Lessons learned in growing, maintaining, and trying to kill my?product


[cross post of my original 11/16/21 blog since that blog may be behind a paywall sometimes.]


During my career at Microsoft, Amazon and Google, I’ve spearheaded a number of new products. Bootstrapping something, particularly something greenfield, is cool and exciting. You’re pioneering. There’s no past chaining you. You’re not stuck with some old crappy code somebody wrote before you. There’s no pre-existing customers that you can accidentally break with a bad push. You write the rules. It’s energizing.

Evolving an older codebase sounds like the exact opposite. Yet I assert that when you move from shiny object to shinier object, you miss out on an important part of maturing as a software engineer: observing the evolution of the code you wrote over many versions. How does it stand the passage of time? By leaving, you avoid seeing the price for poor decisions you made, years down the road. You avoid watching a new generation of junior engineers analyzing every decision you made, and sometimes even think you’re an idiot for the choices you made. You avoid a lesson in humility.
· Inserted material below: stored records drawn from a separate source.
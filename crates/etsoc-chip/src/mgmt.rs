//! Management channel (service processor) message ids and value tables.
//!
//! Command ids 0..=73 are device-management requests, 128..=255 are the
//! debug interface (MDI). Ids 256..=639 never travel host→device: they are
//! device-initiated events (256..=511 service processor errors,
//! 512..=639 management events).
//!
//! Whether a command reads or writes is encoded in its name: `GET_*`
//! commands need an output buffer, `SET_*` commands need an input buffer.

use std::ops::RangeInclusive;

macro_rules! dm_commands {
    ($($name:ident = $id:expr,)*) => {
        /// Management command ids.
        #[allow(missing_docs)]
        pub mod id {
            $(pub const $name: u16 = $id;)*
        }

        /// `(id, name)` of every command the host may send.
        pub const COMMANDS: &[(u16, &str)] = &[$(($id, stringify!($name)),)*];
    };
}

dm_commands! {
    GET_MODULE_MANUFACTURE_NAME = 0,
    GET_MODULE_PART_NUMBER = 1,
    GET_MODULE_SERIAL_NUMBER = 2,
    GET_ASIC_CHIP_REVISION = 3,
    GET_MODULE_DRIVER_REVISION = 4,
    GET_MODULE_PCIE_ADDR = 5,
    GET_MODULE_PCIE_NUM_PORTS_MAX_SPEED = 6,
    GET_MODULE_MEMORY_SIZE_MB = 7,
    GET_MODULE_REVISION = 8,
    GET_MODULE_FORM_FACTOR = 9,
    GET_MODULE_MEMORY_VENDOR_PART_NUMBER = 10,
    GET_MODULE_MEMORY_TYPE = 11,
    SET_MODULE_PART_NUMBER = 12,
    GET_FUSED_PUBLIC_KEYS = 13,
    GET_MODULE_FIRMWARE_REVISIONS = 14,
    SET_FIRMWARE_UPDATE = 15,
    GET_FIRMWARE_BOOT_STATUS = 16,
    SET_SP_BOOT_ROOT_CERT = 17,
    SET_SW_BOOT_ROOT_CERT = 18,
    SET_FIRMWARE_VERSION_COUNTER = 19,
    SET_FIRMWARE_VALID = 20,
    GET_MODULE_TEMPERATURE_THRESHOLDS = 21,
    SET_MODULE_TEMPERATURE_THRESHOLDS = 22,
    GET_MODULE_POWER_STATE = 23,
    SET_MODULE_ACTIVE_POWER_MANAGEMENT = 24,
    GET_MODULE_STATIC_TDP_LEVEL = 25,
    SET_MODULE_STATIC_TDP_LEVEL = 26,
    GET_MODULE_CURRENT_TEMPERATURE = 27,
    GET_MODULE_TEMPERATURE_THROTTLE_STATUS = 28,
    GET_MODULE_RESIDENCY_THROTTLE_STATES = 29,
    GET_MODULE_UPTIME = 30,
    GET_MODULE_VOLTAGE = 31,
    GET_ASIC_VOLTAGE = 32,
    GET_MODULE_POWER = 33,
    GET_MODULE_RESIDENCY_POWER_STATES = 34,
    SET_MODULE_VOLTAGE = 35,
    SET_THROTTLE_POWER_STATE_TEST = 36,
    SET_FREQUENCY = 37,
    GET_MODULE_MAX_TEMPERATURE = 38,
    GET_MODULE_MAX_DDR_BW = 39,
    GET_MAX_MEMORY_ERROR = 40,
    SET_DDR_ECC_COUNT = 41,
    SET_PCIE_ECC_COUNT = 42,
    SET_SRAM_ECC_COUNT = 43,
    SET_PCIE_RESET = 44,
    GET_MODULE_PCIE_ECC_UECC = 45,
    GET_MODULE_DDR_BW_COUNTER = 46,
    GET_MODULE_DDR_ECC_UECC = 47,
    GET_MODULE_SRAM_ECC_UECC = 48,
    SET_PCIE_MAX_LINK_SPEED = 49,
    SET_PCIE_LANE_WIDTH = 50,
    SET_PCIE_RETRAIN_PHY = 51,
    RESET_ETSOC = 52,
    GET_ASIC_FREQUENCIES = 53,
    GET_DRAM_BANDWIDTH = 54,
    GET_DRAM_CAPACITY_UTILIZATION = 55,
    GET_ASIC_PER_CORE_DATAPATH_UTILIZATION = 56,
    GET_ASIC_UTILIZATION = 57,
    GET_ASIC_STALLS = 58,
    GET_ASIC_LATENCY = 59,
    GET_SP_STATS = 60,
    GET_MM_STATS = 61,
    SET_STATS_RUN_CONTROL = 62,
    GET_MM_ERROR_COUNT = 63,
    MM_RESET = 64,
    GET_DEVICE_ERROR_EVENTS = 65,
    SET_DM_TRACE_RUN_CONTROL = 66,
    SET_DM_TRACE_CONFIG = 67,
    SET_SHIRE_CACHE_CONFIG = 68,
    GET_SHIRE_CACHE_CONFIG = 69,
    SET_FRU = 70,
    GET_FRU = 71,
    SET_VMIN_LUT = 72,
    GET_VMIN_LUT = 73,
    MDI_SELECT_HART = 128,
    MDI_UNSELECT_HART = 129,
    MDI_RESET_HART = 130,
    MDI_HALT_HART = 131,
    MDI_RESUME_HART = 132,
    MDI_GET_HART_STATUS = 133,
    MDI_SET_BREAKPOINT = 134,
    MDI_UNSET_BREAKPOINT = 135,
    MDI_ENABLE_SINGLE_STEP = 136,
    MDI_DISABLE_SINGLE_STEP = 137,
    MDI_READ_GPR = 138,
    MDI_DUMP_GPR = 139,
    MDI_WRITE_GPR = 140,
    MDI_READ_CSR = 141,
    MDI_WRITE_CSR = 142,
    MDI_READ_MEM = 143,
    MDI_WRITE_MEM = 144,
    MDI_SET_BREAKPOINT_EVENT = 192,
    MDI_END = 255,
}

// ── Events ───────────────────────────────────────────────────────────────────

/// Service processor error events.
pub const SP_ERROR_EVENTS: RangeInclusive<u16> = 256..=511;

/// Device-management events.
pub const DM_EVENTS: RangeInclusive<u16> = 512..=639;

/// Trace buffer of the service processor reached its threshold.
pub const EVENT_SP_TRACE_BUFFER_FULL: u16 = 512;

/// Whether `msg_id` is a device-initiated event rather than a response.
pub fn is_event(msg_id: u16) -> bool {
    SP_ERROR_EVENTS.contains(&msg_id) || DM_EVENTS.contains(&msg_id)
}

// ── Command classes ──────────────────────────────────────────────────────────

/// How a command uses the caller's buffers.
#[derive(Debug, Clone, Copy, PartialEq, Eq)]
pub enum CommandClass {
    /// Reads device state into the output buffer.
    Get,
    /// Writes the input buffer to the device.
    Set,
    /// Neither (`RESET_ETSOC`, `MM_RESET`, debug interface).
    Other,
}

/// Name of a command id.
pub fn name(msg_id: u16) -> Option<&'static str> {
    COMMANDS
        .iter()
        .find(|(id, _)| *id == msg_id)
        .map(|(_, name)| *name)
}

/// Class of a known command id.
pub fn class(msg_id: u16) -> Option<CommandClass> {
    let name = name(msg_id)?;
    Some(if name.starts_with("GET_") {
        CommandClass::Get
    } else if name.starts_with("SET_") {
        CommandClass::Set
    } else {
        CommandClass::Other
    })
}

/// Commands that reset the whole device and never get a response.
pub const fn is_device_reset(msg_id: u16) -> bool {
    msg_id == id::RESET_ETSOC
}

// ── Value tables ─────────────────────────────────────────────────────────────

/// Valid software temperature threshold, °C.
pub const TEMPERATURE_THRESHOLD_C: RangeInclusive<u8> = 20..=125;

/// Static TDP levels are `0..TDP_LEVEL_LIMIT`.
pub const TDP_LEVEL_LIMIT: u8 = 40;

/// `SET_MODULE_ACTIVE_POWER_MANAGEMENT`: off, on.
pub const ACTIVE_POWER_MANAGEMENT: &[u8] = &[0, 1];

/// `SET_PCIE_MAX_LINK_SPEED`: Gen3, Gen4.
pub const PCIE_LINK_SPEEDS: &[u8] = &[0, 1];

/// `SET_PCIE_LANE_WIDTH`: x4, x8.
pub const PCIE_LANE_WIDTHS: &[u8] = &[0, 1];

/// `SET_PCIE_RESET`: FLR, hot, warm.
pub const PCIE_RESET_TYPES: &[u8] = &[0, 1, 2];

/// `SET_THROTTLE_POWER_STATE_TEST`: power states 0..=4.
pub const POWER_STATES: &[u8] = &[0, 1, 2, 3, 4];

/// Stats and trace run control: stop, start.
pub const RUN_CONTROL: &[u8] = &[0, 1];

/// Length of a SHA-512 digest in hex characters, as stored in hash files.
pub const HASH_HEX_LEN: usize = 128;

/// Length of a SHA-512 digest in bytes.
pub const HASH_LEN: usize = 64;

/// Why a command payload was rejected.
#[derive(Debug, Clone, Copy, PartialEq, Eq)]
pub enum PayloadViolation {
    /// Payload shorter than the field being checked.
    TooShort,
    /// First byte outside a range or table.
    OutOfRange(u8),
}

fn accepts(msg_id: u16) -> Option<fn(u8) -> bool> {
    let accept: fn(u8) -> bool = match msg_id {
        id::SET_MODULE_TEMPERATURE_THRESHOLDS => |v| TEMPERATURE_THRESHOLD_C.contains(&v),
        id::SET_MODULE_STATIC_TDP_LEVEL => |v| v < TDP_LEVEL_LIMIT,
        id::SET_MODULE_ACTIVE_POWER_MANAGEMENT => |v| ACTIVE_POWER_MANAGEMENT.contains(&v),
        id::SET_PCIE_MAX_LINK_SPEED => |v| PCIE_LINK_SPEEDS.contains(&v),
        id::SET_PCIE_LANE_WIDTH => |v| PCIE_LANE_WIDTHS.contains(&v),
        id::SET_PCIE_RESET => |v| PCIE_RESET_TYPES.contains(&v),
        id::SET_THROTTLE_POWER_STATE_TEST => |v| POWER_STATES.contains(&v),
        id::SET_STATS_RUN_CONTROL | id::SET_DM_TRACE_RUN_CONTROL => |v| RUN_CONTROL.contains(&v),
        _ => return None,
    };
    Some(accept)
}

/// Check the value constraints a command places on its first payload byte.
///
/// Commands without constraints always pass.
pub fn check_payload(msg_id: u16, payload: &[u8]) -> Result<(), PayloadViolation> {
    let Some(accept) = accepts(msg_id) else {
        return Ok(());
    };
    let value = *payload.first().ok_or(PayloadViolation::TooShort)?;
    if accept(value) {
        Ok(())
    } else {
        Err(PayloadViolation::OutOfRange(value))
    }
}

#[cfg(test)]
mod tests {
    use super::*;

    #[test]
    fn class_follows_name_prefix() {
        assert_eq!(class(id::GET_MODULE_UPTIME), Some(CommandClass::Get));
        assert_eq!(class(id::SET_FIRMWARE_UPDATE), Some(CommandClass::Set));
        assert_eq!(class(id::RESET_ETSOC), Some(CommandClass::Other));
        assert_eq!(class(id::MDI_READ_MEM), Some(CommandClass::Other));
        assert_eq!(class(74), None);
        assert_eq!(class(300), None);
    }

    #[test]
    fn ids_are_unique() {
        for (i, (a, _)) in COMMANDS.iter().enumerate() {
            assert!(COMMANDS[i + 1..].iter().all(|(b, _)| a != b), "duplicate id {a}");
        }
    }

    #[test]
    fn event_ranges() {
        assert!(!is_event(id::GET_VMIN_LUT));
        assert!(!is_event(id::MDI_END));
        assert!(is_event(256));
        assert!(is_event(EVENT_SP_TRACE_BUFFER_FULL));
        assert!(is_event(639));
        assert!(!is_event(640));
    }

    #[test]
    fn temperature_threshold_bounds() {
        let t = id::SET_MODULE_TEMPERATURE_THRESHOLDS;
        assert!(check_payload(t, &[20, 0]).is_ok());
        assert!(check_payload(t, &[125]).is_ok());
        assert_eq!(check_payload(t, &[19]), Err(PayloadViolation::OutOfRange(19)));
        assert_eq!(check_payload(t, &[126]), Err(PayloadViolation::OutOfRange(126)));
        assert_eq!(check_payload(t, &[]), Err(PayloadViolation::TooShort));
    }

    #[test]
    fn enum_tables() {
        assert!(check_payload(id::SET_MODULE_STATIC_TDP_LEVEL, &[39]).is_ok());
        assert!(check_payload(id::SET_MODULE_STATIC_TDP_LEVEL, &[40]).is_err());
        assert!(check_payload(id::SET_PCIE_RESET, &[2]).is_ok());
        assert!(check_payload(id::SET_PCIE_RESET, &[3]).is_err());
        assert!(check_payload(id::SET_PCIE_LANE_WIDTH, &[1]).is_ok());
        assert!(check_payload(id::SET_PCIE_LANE_WIDTH, &[2]).is_err());
        assert!(check_payload(id::SET_FRU, &[0xFF]).is_ok());
    }
}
Having to evolve a pre-existing, well-established piece of software requires an entirely different skill set than bootstrapping a shiny thing. It goes beyond “keeping the lights on.” You start seeing how little choices become amplified over time. Did you create scalable and sustainable processes? You see how small little bits of technical debt accrue.

“Software engineering” is not just “writing code.” It’s also what happens next.

And lastly, if you hang around for long enough, you get to do something heart-breaking: start killing the product of your hard work. Having to set aside your feelings and objectively decide: it’s time to deprecate this thing, it cannot grow to accommodate the needs of the new generation.

I watched what I built (TPSGenerator, Amazon’s internal load and performance testing platform) evolve from 100 lines of code to 100,000 lines of code over a decade. It went from being a pet project that I worked on weekends and nights to being a business critical application that thousands of services at Amazon use every day, and is maintained by an actual team of engineers. That experience taught me a lot about software evolution.


2009: The?seed

My first task at Amazon was testing two new hot features in AWS: Elastic Load Balancer (ELB) and AWS Auto Scaling. You could put EC2 instances behind a load balancer, and if the load grew beyond current capacity, auto-scaling would launch more instances of EC2.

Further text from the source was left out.